Mayor of Araripe
- In office 1962–1966

Member of the Legislative Assembly of Ceará
- In office 1971–1987

Personal details
- Born: March 21, 1939 Juazeiro do Norte, Ceará, Brazil
- Died: June 21, 2020 (aged 81) Fortaleza, Ceará, Brazil
- Party: Democratic Social Party (PDS)
- Other political affiliations: ARENA (former);
- Profession: Politician

= Marconi Alencar =

Brazilian politician (1939–2020)

Marconi José Figueiredo de Alencar (21 March 1939 – 21 June 2020), better known simply as Marconi Alencar, was a Brazilian politician from the state of Ceará.

==Career==
Between 1962 and 1966, Alencar acted as Mayor of Araripe.

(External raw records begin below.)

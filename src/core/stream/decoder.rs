/// Event name used when a block carries no `event:` field.
pub const DEFAULT_EVENT_NAME: &str = "message";

/// One decoded unit of the chat event stream.
#[derive(Debug, Clone, PartialEq, Eq)]
pub struct WireEvent {
    /// Case-preserved event name; the dispatcher lower-cases it.
    pub name: String,
    pub data: String,
}

impl WireEvent {
    pub fn new(name: impl Into<String>, data: impl Into<String>) -> Self {
        Self {
            name: name.into(),
            data: data.into(),
        }
    }

    pub fn message(data: impl Into<String>) -> Self {
        Self::new(DEFAULT_EVENT_NAME, data)
    }
}

/// Decode one framed block into a [`WireEvent`].
///
/// Only `event:` and `data:` fields are understood; every other line is
/// skipped. Blank blocks decode to `None`.
pub fn decode_block(block: &str) -> Option<WireEvent> {
    if block.trim().is_empty() {
        return None;
    }

    let mut name: Option<String> = None;
    let mut data_lines: Vec<&str> = Vec::new();

    for raw_line in block.split('\n') {
        let line = raw_line.strip_suffix('\r').unwrap_or(raw_line);
        if let Some(value) = line.strip_prefix("event:") {
            name = Some(value.trim().to_string());
        } else if let Some(value) = line.strip_prefix("data:") {
            data_lines.push(data_field_value(value));
        }
    }

    Some(WireEvent {
        name: name.unwrap_or_else(|| DEFAULT_EVENT_NAME.to_string()),
        data: data_lines.join("\n"),
    })
}

/// Strip exactly one framing space and one trailing carriage return.
fn data_field_value(value: &str) -> &str {
    let value = value.strip_prefix(' ').unwrap_or(value);
    value.strip_suffix('\r').unwrap_or(value)
}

In 1970, Alencar was elected Member of the Legislative Assembly of Ceará. He remained in power from 1971 to 1975.

In 1974, he was re-elected State Deputy and kept his post from 1975 to 1979.

In 1978, he was elected State Deputy for the third consecutive time. His third tenure lasted from 1979 to 1983.

In 1982, Alencar was elected State Deputy for the fourth and last time. This time remaining in charge from 1983 to 1987.

==Death==
On 21 June 2020, Alencar died in Fortaleza at the age of 81 due to complications brought on by COVID-19 during the COVID-19 pandemic in Brazil.